Society is advised that these people are exhausted, heroes, overworked, “saints in scrubs” and the list goes on. They are given free rides of all kinds, beer, wine, gifts, access to services and events and much more, in addition to extra money over and above their regular wage.

The layers of praise are piling up and the repercussions of said applause have grown to a din where the true value of these workers can’t be seen or heard. To my knowledge health care workers (including doctors, nurses, etc.) wake up, brush their teeth and go to work. A calling as it were, to a profession that they chose, studied for and graduated to employment in. To single out a certain employee in society on an ongoing basis with intense accolades can’t be healthy, for anyone.

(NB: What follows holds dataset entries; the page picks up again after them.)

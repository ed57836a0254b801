//! Retrieval collaborators.
//!
//! [`Retriever`] returns passages for a question, most relevant first. The
//! number of passages is bounded by the retriever's own `top_k`.

use super::index::PassageIndex;
use crate::error::SiftError;
use anyhow::{Context, Result};
use std::path::Path;
use std::sync::atomic::{AtomicUsize, Ordering};

/// Default number of passages per search
pub const DEFAULT_TOP_K: usize = 4;

/// Similarity-search collaborator
pub trait Retriever: Send + Sync {
    fn search(&self, question: &str) -> Result<Vec<String>, SiftError>;
}

/// Store policy passages used when no corpus file is configured
pub fn default_passages() -> Vec<String> {
    [
        "Shipping Policy: Standard domestic shipping takes 3-5 business days. International shipping takes 10-15 business days. Free shipping is applicable on all orders exceeding $50. Once shipped, customers receive a tracking link via email.",
        "General Return Policy: We offer a 30-day return policy for most items. Products must be unused, in their original packaging, and with all tags attached. Perishable goods and personalized items are not eligible for return.",
        "Electronics Specific Policy: All electronic gadgets, including laptops and smartphones, have a limited 15-day return window. Any hardware defects reported after 15 days must be handled through the manufacturer's warranty services.",
        "Refund Process: Once a return is received and inspected, we notify the customer of the approval or rejection of the refund. Approved refunds are credited to the original payment method within 7-10 working days.",
        "Customer Support Availability: Our support team is available Monday through Friday, from 9 AM to 6 PM IST. We are closed on national holidays. For assistance, reach out via email at support@ai-store.com.",
        "Data Privacy & Security: We prioritize user data security. We use 256-bit SSL encryption to protect your personal information during checkout. Payment transactions are processed through a secure gateway provider.",
        "Cancellation Policy: Orders can be cancelled within 2 hours of placement for a full refund. After 2 hours, the order enters the processing stage and cannot be cancelled. In such cases, customers must wait for delivery and then initiate a return.",
        "Warranty Information: Most products come with a 1-year limited manufacturer warranty. This covers functional defects but does not cover physical damage, liquid spills, or unauthorized repairs.",
        "Priority Support: For urgent issues or order escalations, please contact our 24/7 priority support at emergency@store.com with your Order ID in the subject line.",
    ]
    .iter()
    .map(|s| s.to_string())
    .collect()
}

/// Read passages from a text file: one passage per blank-line-separated paragraph
pub fn load_passages(path: &Path) -> Result<Vec<String>> {
    let contents = std::fs::read_to_string(path)
        .with_context(|| format!("Failed to read corpus {}", path.display()))?;

    let mut passages = Vec::new();
    let mut current: Vec<&str> = Vec::new();
    for line in contents.lines() {
        if line.trim().is_empty() {
            if !current.is_empty() {
                passages.push(current.join(" "));
                current.clear();
            }
        } else {
            current.push(line.trim());
        }
    }
    if !current.is_empty() {
        passages.push(current.join(" "));
    }

    Ok(passages)
}

// ============================================================================
// Keyword retriever
// ============================================================================

/// In-memory BM25-lite retriever
pub struct KeywordRetriever {
    index: PassageIndex,
    top_k: usize,
}

impl KeywordRetriever {
    pub fn new(passages: Vec<String>, top_k: usize) -> Self {
        tracing::debug!(passages = passages.len(), top_k, "Indexed knowledge passages");
        Self {
            index: PassageIndex::from_passages(passages),
            top_k,
        }
    }

    pub fn with_default_passages() -> Self {
        Self::new(default_passages(), DEFAULT_TOP_K)
    }

    pub fn len(&self) -> usize {
        self.index.len()
    }

    pub fn is_empty(&self) -> bool {
        self.index.is_empty()
    }
}

impl Retriever for KeywordRetriever {
    /// Ranked lexical hits. A question sharing no token with the corpus still
    /// gets up to `top_k` passages in corpus order, so the answering prompt
    /// always has context unless the index itself is empty.
    fn search(&self, question: &str) -> Result<Vec<String>, SiftError> {
        let hits = self.index.search(question, self.top_k);
        tracing::debug!(hits = hits.len(), "Keyword search");

        let positions: Vec<usize> = if hits.is_empty() {
            (0..self.index.len().min(self.top_k)).collect()
        } else {
            hits.into_iter().map(|(position, _)| position).collect()
        };

        Ok(positions
            .into_iter()
            .filter_map(|position| self.index.passage(position).map(str::to_string))
            .collect())
    }
}

// ============================================================================
// Static retriever
// ============================================================================

/// Fake retriever for testing: fixed passages, counted searches
pub struct StaticRetriever {
    passages: Result<Vec<String>, String>,
    calls: AtomicUsize,
}

impl StaticRetriever {
    pub fn new(passages: &[&str]) -> Self {
        Self {
            passages: Ok(passages.iter().map(|p| p.to_string()).collect()),
            calls: AtomicUsize::new(0),
        }
    }

    pub fn empty() -> Self {
        Self::new(&[])
    }

    /// Every search fails with `message`
    pub fn unavailable(message: &str) -> Self {
        Self {
            passages: Err(message.to_string()),
            calls: AtomicUsize::new(0),
        }
    }

    pub fn call_count(&self) -> usize {
        self.calls.load(Ordering::SeqCst)
    }
}

impl Retriever for StaticRetriever {
    fn search(&self, _question: &str) -> Result<Vec<String>, SiftError> {
        self.calls.fetch_add(1, Ordering::SeqCst);
        self.passages.clone().map_err(SiftError::Retrieval)
    }
}

#[cfg(test)]
mod tests {
    use super::*;
    use std::io::Write;

    #[test]
    fn test_default_corpus_return_policy() {
        let retriever = KeywordRetriever::with_default_passages();
        assert_eq!(retriever.len(), 9);

        let passages = retriever.search("What is your return policy?").unwrap();
        assert!(!passages.is_empty());
        assert!(passages.len() <= DEFAULT_TOP_K);
        assert!(passages[0].starts_with("General Return Policy"));
    }

    #[test]
    fn test_top_k_bound() {
        let retriever = KeywordRetriever::new(default_passages(), 2);
        let passages = retriever.search("order support refund return policy").unwrap();
        assert_eq!(passages.len(), 2);
    }

    #[test]
    fn test_no_lexical_hit_falls_back_to_top_k() {
        let retriever = KeywordRetriever::with_default_passages();

        let passages = retriever.search("How long until my package arrives?").unwrap();
        assert_eq!(passages.len(), DEFAULT_TOP_K);
        assert!(passages[0].starts_with("Shipping Policy"));

        let passages = retriever.search("Can I send back headphones I bought?").unwrap();
        assert_eq!(passages.len(), DEFAULT_TOP_K);
    }

    #[test]
    fn test_fallback_bounded_by_corpus_size() {
        let retriever = KeywordRetriever::new(vec!["Only passage.".to_string()], 4);
        assert_eq!(retriever.search("zzz").unwrap(), vec!["Only passage."]);
    }

    #[test]
    fn test_empty_index_returns_nothing() {
        let retriever = KeywordRetriever::new(Vec::new(), DEFAULT_TOP_K);
        assert!(retriever.is_empty());
        assert!(retriever.search("return policy").unwrap().is_empty());
    }

    #[test]
    fn test_load_passages_from_paragraphs() {
        let mut file = tempfile::NamedTempFile::new().unwrap();
        writeln!(file, "First passage line one.\nline two.\n\n\nSecond passage.\n").unwrap();

        let passages = load_passages(file.path()).unwrap();
        assert_eq!(
            passages,
            vec!["First passage line one. line two.", "Second passage."]
        );
    }

    #[test]
    fn test_load_passages_missing_file() {
        assert!(load_passages(Path::new("/nonexistent/sift/corpus.txt")).is_err());
    }

    #[test]
    fn test_static_retriever() {
        let retriever = StaticRetriever::new(&["a", "b"]);
        assert_eq!(retriever.search("q").unwrap(), vec!["a", "b"]);
        assert_eq!(retriever.call_count(), 1);

        let failing = StaticRetriever::unavailable("index offline");
        assert!(matches!(failing.search("q"), Err(SiftError::Retrieval(_))));
    }
}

There are those of you who will remember how over the years general health fluctuates with the seasons.

In fact, Dr. Michael Curry, in the article “This year’s flu season could get ugly: UBC medical expert” (Cameron Thomson, Vancouver is Awesome - Oct 15, and republished by Castanet) says “A bad flu season can rapidly fill up emergency departments and hospital beds, and as we all know, COVID-19 is already doing a good job at that.”

Curry stressed the importance of British Columbians taking steps to not spread the flu and not just for their own health.

These almost annual seasons of “bad flu” have repeatedly cancelled many scheduled surgeries, sent society scurrying and coughing to drug stores and even, on occasion, shut down a school or business.

And who was there doing their job? The health care workers.

For approximately eight years, I regularly visited an elderly friend at Brookhaven Care Centre in West Kelowna. Every year the facility shut down for two to six weeks due to a bad flu outbreak and when I returned for a visit there were always reports of (someone who) didn’t make it.

And who was there doing their job? The health care workers.

It is time to release these people back to their regular work in all the health institutions with their own knowledge that they are doing a good job on a personal level without the ongoing narrative of unhealthy mass hero-worship.

After all, there are many workers in the world doing something every day to help keep us alive in one form or another, from farmers to bees to pilots to (maritime) workers to store clerks to water treatment specialists to, maybe even your neighbour — all without the constant pot-banging bravado.